The Welfare Reform PIT is undertaking a collaborative inquiry exploring how better information and data sharing can improve services and support arrangements for people in Kirkcaldy affected by changes to the social security system. The Stat-Xplore sub-group will feed back the learning and suggestions for what changes can be introduced.
In this blog Hayley Bennett from What Works Scotland, Coryn Barclay (Policy coordinator) and Gary Smith (Partnership analyst) from Fife Council reflect on the learning from this session.
What does the database offer? Hayley Bennett, What Works ScotlandIn recent years reforms to the delivery of social security payments aimed at supporting people of working age have involved the introduction of conditionality rules and a sanctioning regime that removes access to payments if citizens break these rules. (Further information on welfare conditionality can be found here). In practice, 'sanctioning' in this context refers to the decision to remove social security payments from individuals who are considered to have broken the job seeking rules they agree to when they sign up to access out of work benefits. Not all decisions lead to the act of benefit removal; some are clerical errors, some are overturned by internal decision makers at Jobcentre Plus, others are overturned after an appeal. Many individuals cease the relationship with Jobcentre Plus at the start of a the sanctioning process and at this point disappear from the official data register. As such, understanding the sanctioning process and translating the data available into useful knowledge for decision making at the local can be a difficult task.
Understanding the number of individuals who have experienced the sanctioning process and the extent to which this plays a part in the services offered to those out of the labour market is made possible through the DWPs' Stat-Xplore database. There isn’t space to cover the database in detail but in short, it offers a range of tables providing information on the numbers of sanctions based on benefit category (e.g. Jobseeker’s Allowance or Employment Support Allowance), the reasons for a decision, various geographical levels, and a breakdown of whether decisions led to a sanction being implemented (and thus a citizen temporarily losing social security payments).
Once you are familiar with the interface of the Stat Xplore database you can spend hours changing the variables and creating tables to interrogate the insight and trends you may be witnessing at the front-line. Before committing this time and energy the sub-group wanted to have a brief exploration to see if it offers what they might need. Working with this sub-group is the first time I’ve had the opportunity to research and understand first-hand how practitioners are trying to apply the information from this database to improve the lives of those they are trying to support and to help shape service delivery planning. Over the next few months we will produce some insight into how local actors could use this data, and share learning about the process we go through together.
How low can you go? Coryn Barclay, Policy Coordinator, Fife CouncilMy first thought with any new data source is ‘What level can I take this down to in order to get information that is meaningful at a local neighbourhood level?’
It is possible to pull data out at Datazone (areas of around 700 to 1,000 people, and the building block of Scottish Neighbourhood Statistics) or Interzones (areas with a population of around 2,500- 4,000 people that represent a good way of looking at natural neighbourhoods within large towns). However, it is likely that at the lowest level available there will be gaps in what you are able to draw out of the system.
There’s also a question of developing sufficient familiarity with the data to know what you can and can’t do with it. This doesn’t happen overnight, but comes from exploring the data, reading associated notes, asking colleagues who have knowledge of DWP systems, reading reports, and asking questions of experts, such as Do benefit sanctions help people get back in to work? and Are there any geographic patterns in levels of sanctions? As Hayley has used StatXplore before, she was able to shine light on both the potential and the limitations of the data, and highlight some useful features of the data tool.

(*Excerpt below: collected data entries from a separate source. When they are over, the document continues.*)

//! Source parser for the traced language
//!
//! This module transforms program text into an Abstract Syntax Tree (AST):
//! - [`lexer`]: Tokenization (source text → tokens, with INDENT/DEDENT layout)
//! - [`parse`]: Parser entry point and helpers (tokens → AST)
//! - [`ast`]: AST node definitions
//!
//! # Supported Language
//!
//! The parser accepts a Python-compatible teaching subset:
//! - Statements: assignments (chained, unpacking, augmented, annotated),
//!   `if`/`elif`/`else`, `while`/`for` with `else`, `try`/`except`/`finally`,
//!   `def`, `return`, `global`, `nonlocal`, `del`, `assert`, `raise`, imports
//! - Expressions: arithmetic, bitwise, chained comparisons, boolean operators,
//!   conditional expressions, `lambda`, calls with keyword arguments,
//!   subscripts and slices, list/dict comprehensions, generator expressions,
//!   f-strings
//! - No classes, sets, decorators, `with`, `yield` or star arguments
//!
//! # Parser Implementation
//!
//! Hand-written recursive descent parser, one method per precedence level.
//! No external parser generator dependencies.

pub mod ast;
pub mod expressions;
pub mod lexer;
pub mod parse;
pub mod scope;
pub mod statements;

pub use parse::{parse_source, ParseError, Parser};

There’s more of a time lag than expected with sanctions data (latest available data is June 2015), and data is not updated that often (at most twice a year). The aspiration of being able to have a timely download of information on a monthly basis falls at the first hurdle.

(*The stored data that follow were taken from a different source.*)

impl Value {
    pub fn str(s: impl AsRef<str>) -> Value {
        Value::Str(Rc::from(s.as_ref()))
    }

    pub fn list(items: Vec<Value>) -> Value {
        Value::List(Rc::new(RefCell::new(items)))
    }

    pub fn tuple(items: Vec<Value>) -> Value {
        Value::Tuple(items.into())
    }

    pub fn dict(map: DictMap) -> Value {
        Value::Dict(Rc::new(RefCell::new(map)))
    }

    pub fn iterator(state: IterState) -> Value {
        Value::Iterator(Rc::new(RefCell::new(state)))
    }

    /// Name of this value's type, as `type(x).__name__` reports it
    pub fn type_name(&self) -> &'static str {
        self.class().name()
    }

    /// The class of this value
    pub fn class(&self) -> Class {
        match self {
            Value::None => Class::NoneType,
            Value::Bool(_) => Class::Bool,
            Value::Int(_) => Class::Int,
            Value::Float(_) => Class::Float,
            Value::Str(_) => Class::Str,
            Value::List(_) => Class::List,
            Value::Tuple(_) => Class::Tuple,
            Value::Dict(_) => Class::Dict,
            Value::Range(_) => Class::Range,
            Value::Function(_) => Class::Opaque("function"),
            Value::Builtin(_) | Value::Method(_) => Class::Opaque("builtin_function_or_method"),
            Value::Class(_) => Class::Type,
            Value::Module(_) => Class::Opaque("module"),
            Value::Exception(exc) => Class::Exception(exc.kind),
            Value::Iterator(state) => Class::Opaque(
                state
                    .try_borrow()
                    .map(|state| state.type_name())
                    .unwrap_or("iterator"),
            ),
        }
    }

    /// Truth value testing
    pub fn is_truthy(&self) -> bool {
        match self {
            Value::None => false,
            Value::Bool(b) => *b,
            Value::Int(n) => *n != 0,
            Value::Float(f) => *f != 0.0,
            Value::Str(s) => !s.is_empty(),
            Value::List(items) => items.try_borrow().map_or(true, |items| !items.is_empty()),
            Value::Tuple(items) => !items.is_empty(),
            Value::Dict(map) => map.try_borrow().map_or(true, |map| !map.is_empty()),
            Value::Range(range) => !range.is_empty(),
            _ => true,
        }
    }

    /// Numeric view used by arithmetic (bools are ints)
    pub fn as_int(&self) -> Option<i64> {
        match self {
            Value::Int(n) => Some(*n),
            Value::Bool(b) => Some(*b as i64),
            _ => None,
        }
    }

    pub fn as_float(&self) -> Option<f64> {
        match self {
            Value::Float(f) => Some(*f),
            Value::Int(n) => Some(*n as f64),
            Value::Bool(b) => Some(*b as i64 as f64),
            _ => None,
        }
    }

    pub fn as_str(&self) -> Option<&str> {
        match self {
            Value::Str(s) => Some(s),
            _ => None,
        }
    }

    /// Identity comparison (`is`)
    pub fn is_same(&self, other: &Value) -> bool {
        match (self, other) {
            (Value::None, Value::None) => true,
            (Value::Bool(a), Value::Bool(b)) => a == b,
            (Value::Int(a), Value::Int(b)) => a == b,
            (Value::Float(a), Value::Float(b)) => a.to_bits() == b.to_bits(),
            (Value::Str(a), Value::Str(b)) => Rc::ptr_eq(a, b) || a == b,
            (Value::List(a), Value::List(b)) => Rc::ptr_eq(a, b),
            (Value::Tuple(a), Value::Tuple(b)) => Rc::ptr_eq(a, b) || (a.is_empty() && b.is_empty()),
            (Value::Dict(a), Value::Dict(b)) => Rc::ptr_eq(a, b),
            (Value::Range(a), Value::Range(b)) => a == b,
            (Value::Function(a), Value::Function(b)) => Rc::ptr_eq(a, b),
            (Value::Builtin(a), Value::Builtin(b)) => a == b,
            (Value::Method(a), Value::Method(b)) => Rc::ptr_eq(a, b),
            (Value::Class(a), Value::Class(b)) => a == b,
            (Value::Module(a), Value::Module(b)) => Rc::ptr_eq(a, b),
            (Value::Exception(a), Value::Exception(b)) => Rc::ptr_eq(a, b),
            (Value::Iterator(a), Value::Iterator(b)) => Rc::ptr_eq(a, b),
            _ => false,
        }
    }

    /// Value equality (`==`)
    pub fn equals(&self, other: &Value) -> Result<bool, ValueError> {
        self.equals_at(other, 0)
    }

    fn equals_at(&self, other: &Value, depth: usize) -> Result<bool, ValueError> {
        if depth > MAX_VALUE_DEPTH {
            return Err(ValueError::TooDeep);
        }

        match (self, other) {
            (Value::Float(a), _) => Ok(other.as_float().is_some_and(|b| *a == b)),
            (_, Value::Float(b)) => Ok(self.as_float().is_some_and(|a| a == *b)),
            (Value::Int(_) | Value::Bool(_), Value::Int(_) | Value::Bool(_)) => {
                Ok(self.as_int() == other.as_int())
            }
            (Value::Str(a), Value::Str(b)) => Ok(a == b),
            (Value::List(a), Value::List(b)) => {
                if Rc::ptr_eq(a, b) {
                    return Ok(true);
                }
                let a = a.try_borrow().map_err(|_| ValueError::Busy("list"))?;
                let b = b.try_borrow().map_err(|_| ValueError::Busy("list"))?;
                sequences_equal(&a, &b, depth)
            }
            (Value::Tuple(a), Value::Tuple(b)) => sequences_equal(a, b, depth),
            (Value::Dict(a), Value::Dict(b)) => {
                if Rc::ptr_eq(a, b) {
                    return Ok(true);
                }
                let a = a.try_borrow().map_err(|_| ValueError::Busy("dict"))?;
                let b = b.try_borrow().map_err(|_| ValueError::Busy("dict"))?;
                if a.len() != b.len() {
                    return Ok(false);
                }
                for (key, (_, value)) in a.iter() {
                    match b.get(key) {
                        Some((_, other_value)) => {
                            if !identical_or_equal(value, other_value, depth)? {
                                return Ok(false);
                            }
                        }
                        None => return Ok(false),
                    }
                }
                Ok(true)
            }
            (Value::Range(a), Value::Range(b)) => {
                let (len_a, len_b) = (a.len(), b.len());
                Ok(len_a == len_b
                    && (len_a == 0 || (a.start == b.start && (len_a == 1 || a.step == b.step))))
            }
            (Value::Exception(a), Value::Exception(b)) => Ok(Rc::ptr_eq(a, b)),
            _ => Ok(self.is_same(other)),
        }
    }

    /// Normalize into a dictionary key; mutable containers are unhashable
    pub fn to_key(&self) -> Result<DictKey, ValueError> {
        self.to_key_at(0)
    }

    fn to_key_at(&self, depth: usize) -> Result<DictKey, ValueError> {
        if depth > MAX_VALUE_DEPTH {
            return Err(ValueError::TooDeep);
        }
        let key = match self {
            Value::None => DictKey::None,
            Value::Bool(b) => DictKey::Int(*b as i64),
            Value::Int(n) => DictKey::Int(*n),
            Value::Float(f) => {
                if f.fract() == 0.0 && *f >= i64::MIN as f64 && *f < i64::MAX as f64 {
                    DictKey::Int(*f as i64)
                } else {
                    DictKey::Float(f.to_bits())
                }
            }
            Value::Str(s) => DictKey::Str(s.clone()),
            Value::Tuple(items) => DictKey::Tuple(
                items
                    .iter()
                    .map(|item| item.to_key_at(depth + 1))
                    .collect::<Result<_, _>>()?,
            ),
            Value::Range(range) => DictKey::Range(*range),
            Value::Builtin(builtin) => DictKey::Named(builtin.qualified_name()),
            Value::Class(class) => DictKey::Named(class.name()),
            Value::Function(f) => DictKey::Identity(Rc::as_ptr(f) as usize),
            Value::Module(m) => DictKey::Identity(Rc::as_ptr(m) as usize),
            Value::Exception(e) => DictKey::Identity(Rc::as_ptr(e) as usize),
            Value::Iterator(i) => DictKey::Identity(Rc::as_ptr(i) as *const u8 as usize),
            Value::Method(m) => DictKey::Identity(Rc::as_ptr(m) as usize),
            Value::List(_) | Value::Dict(_) => return Err(ValueError::Unhashable(self.type_name())),
        };
        Ok(key)
    }

    /// Structural copy that shares nothing mutable with the original;
    /// aliasing and cycles inside the value are preserved
    pub fn deep_copy(&self) -> Value {
        let mut memo = FxHashMap::default();
        self.deep_copy_with(&mut memo, 0)
    }

    /// Containers nested deeper than [`MAX_VALUE_DEPTH`] are copied as fresh
    /// empty containers, so the copy never shares them with the original
    pub(crate) fn deep_copy_with(&self, memo: &mut FxHashMap<usize, Value>, depth: usize) -> Value {
        if depth > MAX_VALUE_DEPTH {
            return match self {
                Value::List(_) => Value::list(Vec::new()),
                Value::Dict(_) => Value::dict(DictMap::new()),
                Value::Tuple(_) => Value::tuple(Vec::new()),
                other => other.clone(),
            };
        }
        match self {
            Value::List(items) => {
                let id = Rc::as_ptr(items) as usize;
                if let Some(copy) = memo.get(&id) {
                    return copy.clone();
                }
                let copy = Rc::new(RefCell::new(Vec::new()));
                memo.insert(id, Value::List(copy.clone()));
                let Ok(source) = items.try_borrow() else {
                    return Value::List(copy);
                };
                let copied: Vec<Value> = source
                    .iter()
                    .map(|item| item.deep_copy_with(memo, depth + 1))
                    .collect();
                *copy.borrow_mut() = copied;
                Value::List(copy)
            }
            Value::Dict(map) => {
                let id = Rc::as_ptr(map) as usize;
                if let Some(copy) = memo.get(&id) {
                    return copy.clone();
                }
                let copy = Rc::new(RefCell::new(DictMap::new()));
                memo.insert(id, Value::Dict(copy.clone()));
                let Ok(source) = map.try_borrow() else {
                    return Value::Dict(copy);
                };
                let copied: DictMap = source
                    .iter()
                    .map(|(key, (k, v))| {
                        (
                            key.clone(),
                            (k.deep_copy_with(memo, depth + 1), v.deep_copy_with(memo, depth + 1)),
                        )
                    })
                    .collect();
                *copy.borrow_mut() = copied;
                Value::Dict(copy)
            }
            Value::Tuple(items) => Value::Tuple(
                items
                    .iter()
                    .map(|item| item.deep_copy_with(memo, depth + 1))
                    .collect(),
            ),
            other => other.clone(),
        }
    }
}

There is scope however to use the data in the system to undertake some contextual analysis, explore and identify issues, and use this to confirm or challenge what people think they know about benefit sanctions in Fife, and in particular neighbourhoods of Fife.

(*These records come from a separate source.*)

pub mod command;
pub mod message;
pub mod user;

pub use command::CommandDescriptor;
pub use message::ChatMessage;
pub use user::User;
use std::sync::Arc;

use crate::Error;
use crate::models::User;
use crate::platforms::{Member, ServerContext};
use crate::repositories::UserRepo;

/// Identity resolution helpers for handlers: the message author (via the
/// directory) and arbitrary guild members addressed by mention or name.
pub struct UserService {
    user_repo: Arc<dyn UserRepo>,
}

impl UserService {
    pub fn new(user_repo: Arc<dyn UserRepo>) -> Self {
        Self { user_repo }
    }

    pub async fn get_or_create_user(
        &self,
        platform_user_id: &str,
        username: Option<&str>,
    ) -> Result<User, Error> {
        self.user_repo.find_or_create(platform_user_id, username).await
    }

    /// Resolves free text (a `<@id>` style mention or a bare username/id) to
    /// a guild member.
    ///
    /// First match in the server's enumeration order wins; with duplicate
    /// usernames that is a known non-uniqueness policy, not a bug to fix
    /// here. Bot accounts never resolve.
    pub fn resolve_member(&self, server: &dyn ServerContext, raw: &str) -> Option<Member> {
        let needle = normalize_mention(raw);
        if needle.is_empty() {
            return None;
        }
        server.members().into_iter().find(|m| {
            !m.is_bot
                && (m.username.to_lowercase() == needle || m.user_id.to_lowercase() == needle)
        })
    }

    /// `resolve_member` plus a directory round trip, so handlers that target
    /// another member get a local record the same way the dispatcher does
    /// for the author.
    pub async fn resolve_user(
        &self,
        server: &dyn ServerContext,
        raw: &str,
    ) -> Result<Option<User>, Error> {
        match self.resolve_member(server, raw) {
            Some(member) => {
                let user = self
                    .user_repo
                    .find_or_create(&member.user_id, Some(&member.username))
                    .await?;
                Ok(Some(user))
            }
            None => Ok(None),
        }
    }
}

/// Strips platform mention decoration (`<@!...>` and friends) and lowercases.
fn normalize_mention(raw: &str) -> String {
    raw.trim()
        .trim_matches(|c| matches!(c, '<' | '>' | '@' | '!'))
        .to_lowercase()
}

We can do this through a phased approach to what data is available for Fife, for Kirkcaldy (the focus area for collaborative action research), for different neighbourhoods, and where possible, explore how different groups of people are affected by benefit sanctions. This can be used to inform local discussions, create a shared understanding of the data around benefit sanctions, and identify areas where action may be needed.
Gary Smith, Partnership analyst, Fife CouncilI was keen to explore this system and see the range of data that was available, and how it could help inform the future work of our PIT group. Much of the information I had previously gathered about sanctions was anecdotal, and I was interested in whether the available data supported this, particularly in a local (Kirkcaldy) context.
The range of data available for analysis suggests that there are a number of opportunities to explore and identify issues relating to sanction data, including how different groups of people are affected by sanctions. The opportunity to compare data across areas of Kirkcaldy, and then place this within a Fife and Scottish context, may help illustrate local variations and identify areas for further action.
While there appear to be some questions over the completeness of data available and the frequency with which it is updated, the system appears to offer the user a variety of ways in which to interpret, analyse and compare data, all of which will hopefully be of great use going forward in providing direction and context to the work of the Welfare PIT group.